No meu caso, descobri que perder peso exigia atenção e esforço, mas era factível. Achei que precisava fazer isso, que era possível e que eu sabia como. O maior efeito em mim foi realmente mais mental do que físico. Descobri que posso fazer isso. Não sei o que vai acontecer no futuro – talvez eu volte a ganhar peso. Mas não posso deixar de saber que essa maneira diferente é possível.
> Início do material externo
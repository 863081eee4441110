use std::collections::BTreeMap;

use super::constraint::Constraint;
use super::index::Index;
use super::partition::PartitionDescriptor;
use super::{SequenceRef, TableRef};
use crate::sql::expr::Expr;
use crate::sql::types::ValueType;

/// How a column produces values on insert when none is given.
#[derive(Debug, Clone, PartialEq, Eq)]
pub enum ColumnIdentity {
    /// Provider-native identity / auto-increment.
    Identity { start: i64, increment: i64 },
    /// Default drawn from a catalog sequence.
    Sequence(SequenceRef),
}

/// A table column. Position within the owning table is significant.
#[derive(Debug, Clone, PartialEq)]
#[must_use = "builders have no effect until used"]
pub struct Column {
    pub name: String,
    pub value_type: ValueType,
    pub nullable: bool,
    pub default: Option<Expr>,
    pub identity: Option<ColumnIdentity>,
    pub(super) table: Option<TableRef>,
}

impl Column {
    /// A nullable column with no default.
    pub fn new(name: impl Into<String>, value_type: ValueType) -> Self {
        Self {
            name: name.into(),
            value_type,
            nullable: true,
            default: None,
            identity: None,
            table: None,
        }
    }

    pub fn not_null(mut self) -> Self {
        self.nullable = false;
        self
    }

    pub fn nullable(mut self, nullable: bool) -> Self {
        self.nullable = nullable;
        self
    }

    pub fn default_value(mut self, expr: Expr) -> Self {
        self.default = Some(expr);
        self
    }

    pub fn identity(mut self, start: i64, increment: i64) -> Self {
        self.identity = Some(ColumnIdentity::Identity { start, increment });
        self
    }

    pub fn sequence(mut self, sequence: SequenceRef) -> Self {
        self.identity = Some(ColumnIdentity::Sequence(sequence));
        self
    }

    /// Owning table. `None` until the column is added to one.
    pub fn table(&self) -> Option<&TableRef> {
        self.table.as_ref()
    }
}

/// A table: ordered columns plus named constraints and indexes.
#[derive(Debug, Clone, PartialEq)]
pub struct Table {
    pub(super) reference: TableRef,
    pub(super) columns: Vec<Column>,
    pub(super) constraints: BTreeMap<String, Constraint>,
    pub(super) indexes: BTreeMap<String, Index>,
    pub(super) partitioning: Option<PartitionDescriptor>,
    pub(super) frozen: bool,
}

impl Table {
    pub(super) fn new(reference: TableRef) -> Self {
        Self {
            reference,
            columns: Vec::new(),
            constraints: BTreeMap::new(),
            indexes: BTreeMap::new(),
            partitioning: None,
            frozen: false,
        }
    }

    pub fn name(&self) -> &str {
        &self.reference.name
    }

    pub fn schema(&self) -> &str {
        &self.reference.schema
    }

    pub fn reference(&self) -> &TableRef {
        &self.reference
    }

    /// Columns in declaration order.
    pub fn columns(&self) -> &[Column] {
        &self.columns
    }

    pub fn column(&self, name: &str) -> Option<&Column> {
        self.columns.iter().find(|c| c.name == name)
    }

    pub fn has_column(&self, name: &str) -> bool {
        self.column(name).is_some()
    }

    /// Constraints ordered by name.
    pub fn constraints(&self) -> impl Iterator<Item = &Constraint> {
        self.constraints.values()
    }

    pub fn constraint(&self, name: &str) -> Option<&Constraint> {
        self.constraints.get(name)
    }

    pub fn primary_key(&self) -> Option<&Constraint> {
        self.constraints
            .values()
            .find(|c| matches!(c, Constraint::PrimaryKey { .. }))
    }

    /// Indexes ordered by name.
    pub fn indexes(&self) -> impl Iterator<Item = &Index> {
        self.indexes.values()
    }

    pub fn index(&self, name: &str) -> Option<&Index> {
        self.indexes.get(name)
    }

    pub fn partitioning(&self) -> Option<&PartitionDescriptor> {
        self.partitioning.as_ref()
    }

    /// Whether this table itself was frozen. Ancestors may still lock it;
    /// see [`super::Catalog::is_table_frozen`].
    pub fn is_frozen(&self) -> bool {
        self.frozen
    }

    /// Tables this one references through foreign keys, excluding itself.
    pub fn referenced_tables(&self) -> Vec<&TableRef> {
        let mut refs: Vec<&TableRef> = self
            .constraints
            .values()
            .filter_map(|c| match c {
                Constraint::ForeignKey(fk) if fk.referenced_table != self.reference => {
                    Some(&fk.referenced_table)
                }
                _ => None,
            })
            .collect();
        refs.sort();
        refs.dedup();
        refs
    }

    /// Members of this table that mention `column`, as `kind 'name'` labels.
    pub(super) fn dependents_of_column(&self, column: &str) -> Vec<String> {
        let mut found = Vec::new();
        for c in self.constraints.values() {
            let local = match c {
                Constraint::PrimaryKey { columns, .. } | Constraint::Unique { columns, .. } => {
                    columns.iter().any(|n| n == column)
                }
                Constraint::ForeignKey(fk) => {
                    fk.columns.iter().any(|n| n == column)
                        || (fk.referenced_table == self.reference
                            && fk.referenced_columns.iter().any(|n| n == column))
                }
                Constraint::Check { .. } => c.condition_columns().contains(&column),
            };
            if local {
                found.push(format!("constraint '{}'", c.name()));
            }
        }
        for index in self.indexes.values() {
            if index.referenced_columns().contains(&column) {
                found.push(format!("index '{}'", index.name));
            }
        }
        if let Some(p) = &self.partitioning {
            if p.column == column {
                found.push("partitioning".to_string());
            }
        }
        found
    }
}
//! End-to-end scenario on an in-memory SQLite database: build the model,
//! create it, load rows through compiled inserts, then check a compiled
//! query against the hand-written SQL it replaces.

use chrono::NaiveDate;

use lattice::compare::apply;
use lattice::extract::{Connection, SqliteConnection};
use lattice::mapping::{mapper_for, MappingOptions, Value};
use lattice::model::{Catalog, Column, Constraint, TableRef};
use lattice::sql::{
    col, param_value, CompiledStatement, Compiler, ExprExt, Insert, Length, Select, Statement,
    ValueType,
};
use lattice::verify::check_equivalence;
use lattice::Dialect;

const NATIVE: &str = "SELECT \"EmployeeId\",\"FirstName\",\"LastName\",\"BirthDate\" \
                      FROM \"Employee\" WHERE \"FirstName\" = 'Robert' ORDER BY \"LastName\"";

fn employee() -> TableRef {
    TableRef::new("main", "Employee")
}

fn model() -> Catalog {
    let mut catalog = Catalog::new("northwind", "main");
    let emp = catalog.create_table("main", "Employee").unwrap();
    let mut t = catalog.table_mut(&emp).unwrap();
    t.add_column(
        Column::new("EmployeeId", ValueType::Int64)
            .not_null()
            .identity(1, 1),
    )
    .unwrap();
    t.add_column(Column::new("FirstName", ValueType::VarChar(Length::Fixed(10))).not_null())
        .unwrap();
    t.add_column(Column::new("LastName", ValueType::VarChar(Length::Fixed(20))).not_null())
        .unwrap();
    t.add_column(Column::new("BirthDate", ValueType::Date))
        .unwrap();
    t.add_constraint(Constraint::primary_key("PK_Employee", &["EmployeeId"]))
        .unwrap();
    catalog
}

fn seeded() -> SqliteConnection {
    lattice::telemetry::init_for_tests();
    let mut conn = SqliteConnection::open_in_memory().unwrap();
    let script = apply(&model(), Dialect::Sqlite).unwrap();
    conn.execute_batch(&script.to_sql(Dialect::Sqlite).unwrap())
        .unwrap();

    let compiler = Compiler::new(Dialect::Sqlite);
    let people = [
        ("Nancy", "Davolio", (1948, 12, 8)),
        ("Robert", "King", (1960, 5, 29)),
        ("Andrew", "Fuller", (1952, 2, 19)),
        ("Robert", "Brown", (1971, 1, 3)),
    ];
    for (first, last, (y, m, d)) in people {
        let birth = NaiveDate::from_ymd_opt(y, m, d).unwrap();
        let insert: Statement = Insert::into(employee())
            .value("FirstName", param_value("first", ValueType::Text, first))
            .value("LastName", param_value("last", ValueType::Text, last))
            .value("BirthDate", param_value("birth", ValueType::Date, birth))
            .into();
        let compiled = compiler.compile(&insert).unwrap();
        let args = compiler.arguments(&compiled).unwrap();
        assert_eq!(conn.execute(&compiled.sql, &args).unwrap(), 1);
    }
    conn
}

fn roberts(catalog: &mut Catalog) -> CompiledStatement {
    let query: Statement = Select::from_table(employee())
        .columns(vec![
            col("EmployeeId"),
            col("FirstName"),
            col("LastName"),
            col("BirthDate"),
        ])
        .filter(col("FirstName").eq(param_value("first", ValueType::Text, "Robert")))
        .order_by(col("LastName"), true)
        .into();
    Compiler::new(Dialect::Sqlite)
        .compile_bound(&query, catalog)
        .unwrap()
}

#[test]
fn test_compiled_query_matches_native_sql() {
    let mut conn = seeded();
    let mut catalog = model();
    let compiled = roberts(&mut catalog);
    assert_eq!(compiled.parameters.len(), 1);
    assert!(compiled.sql.contains("WHERE \"FirstName\" = ?1"), "{}", compiled.sql);

    let report = check_equivalence(&mut conn, &compiled, NATIVE).unwrap();
    assert!(report.is_equivalent(), "{:?}", report);
    assert!(report.same_values);
    assert_eq!(
        report.compiled.to_string(),
        "2 rows x 4 fields [EmployeeId, FirstName, LastName, BirthDate]"
    );
}

#[test]
fn test_rows_decode_to_host_values() {
    let mut conn = seeded();
    let mut catalog = model();
    let compiled = roberts(&mut catalog);
    let compiler = Compiler::new(Dialect::Sqlite);
    let rows = conn
        .query(&compiled.sql, &compiler.arguments(&compiled).unwrap())
        .unwrap();

    let mapper = mapper_for(Dialect::Sqlite);
    let options = MappingOptions::default();
    let decoded: Vec<(Value, Value)> = rows
        .iter()
        .map(|row| {
            (
                mapper.read(&options, &row, 2, &ValueType::Text).unwrap(),
                mapper.read(&options, &row, 3, &ValueType::Date).unwrap(),
            )
        })
        .collect();
    assert_eq!(
        decoded,
        vec![
            (
                Value::String("Brown".into()),
                Value::Date(NaiveDate::from_ymd_opt(1971, 1, 3).unwrap())
            ),
            (
                Value::String("King".into()),
                Value::Date(NaiveDate::from_ymd_opt(1960, 5, 29).unwrap())
            ),
        ]
    );
}

#[test]
fn test_different_projection_is_not_equivalent() {
    let mut conn = seeded();
    let mut catalog = model();
    let compiled = roberts(&mut catalog);
    let report = check_equivalence(
        &mut conn,
        &compiled,
        "SELECT \"EmployeeId\",\"LastName\" FROM \"Employee\" WHERE \"FirstName\" = 'Robert'",
    )
    .unwrap();
    assert!(!report.is_equivalent());
    assert_eq!(report.native.fields, 2);
}

#[test]
fn test_query_freezes_the_model() {
    let mut catalog = model();
    roberts(&mut catalog);
    assert!(catalog.is_table_frozen(&employee()));
    assert!(catalog
        .table_mut(&employee())
        .and_then(|mut t| t.add_column(Column::new("Title", ValueType::Text)))
        .is_err());
}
Desde o projeto Destino Colômbia, meus colegas e eu ajudamos mais de 100 equipes multissetoriais a trabalharem juntas em desafios compartilhados. Alguns desses esforços foram em situações extraordinariamente complexas e conflituosas, como na Colômbia, e outros em situações mais comuns, em questões como saúde, educação, energia, meio ambiente e governança. Portanto, sei que há outra maneira de resolver problemas difíceis.
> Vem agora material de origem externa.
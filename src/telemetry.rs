//! Tracing subscriber setup for binaries and tests.

use tracing_subscriber::EnvFilter;

/// Install a fmt subscriber filtered by `RUST_LOG` (default `lattice=info`).
///
/// Safe to call more than once; only the first call installs anything.
pub fn init() {
    let filter = EnvFilter::try_from_default_env().unwrap_or_else(|_| EnvFilter::new("lattice=info"));
    // a subscriber installed elsewhere wins
    let _ = tracing_subscriber::fmt()
        .with_env_filter(filter)
        .with_target(true)
        .try_init();
}

/// Like [`init`], but writes through the test harness's captured output.
pub fn init_for_tests() {
    let filter = EnvFilter::try_from_default_env().unwrap_or_else(|_| EnvFilter::new("lattice=debug"));
    let _ = tracing_subscriber::fmt()
        .with_env_filter(filter)
        .with_test_writer()
        .try_init();
}

#[cfg(test)]
mod tests {
    use super::*;

    #[test]
    fn test_init_is_idempotent() {
        init_for_tests();
        init();
        init_for_tests();
        tracing::debug!("subscriber installed");
    }
}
Em seguida, equilibre seus impulsos por poder e amor

Minha pós-graduação é em economia e um economista, diz a piada, é alguém que fica acordado na cama à noite se perguntando se o que funciona na prática pode funcionar na teoria. Então, tentei entender o que é necessário para as pessoas irem além do “nós contra eles”, não apenas na prática, mas também conceitualmente. A explicação mais clara que encontrei é que em todas as escalas — individual, equipe, empresa e nação — os sistemas sociais têm dois impulsos: poder, o impulso para a autorrealização; e amor, o impulso para a reunificação. Esses dois impulsos são vetores complementares de desenvolvimento, e é sempre um erro escolher um ou outro. Martin Luther King Jr., resumiu essa polaridade quando disse: “Poder sem amor é imprudente e abusivo, e amor sem poder é sentimental e anêmico. É exatamente esta colisão do poder imoral com a moralidade sem poder que constitui a maior crise do nosso tempo”.

A tendência atual de crescente fragmentação, polarização e demonização é uma manifestação de poder sem amor. Sempre há um “nós” com o qual nos identificamos e queremos proteger e fortalecer, mas quando desconectamos “nós” de “eles”, produzimos imprudência e abuso – e não há limite para o quão ruim isso pode ficar. A solução não é negar ou suprimir a autorrealização, mas equilibrá-la com a reunificação: investir na conexão e no diálogo com “aqueles outros”, sejam eles do outro lado da fronteira, do corredor, dos trilhos ou da parede da baia.

A equipe Destino Colômbia e muitas outras extraordinárias e comuns como ela provam que tal reunificação, embora não seja fácil nem garantida, é possível. Em nossas comunidades e organizações, podemos e devemos ir além do “nós contra eles” e os perigos – separação, desprezo, medo, raiva e dano – que esse enquadramento desequilibrado apresenta. Como escreveu a autora indiana Arundhati Roy: “Outro mundo não é apenas possível, ela está a caminho. Em um dia tranquilo, posso ouvir sua respiração.”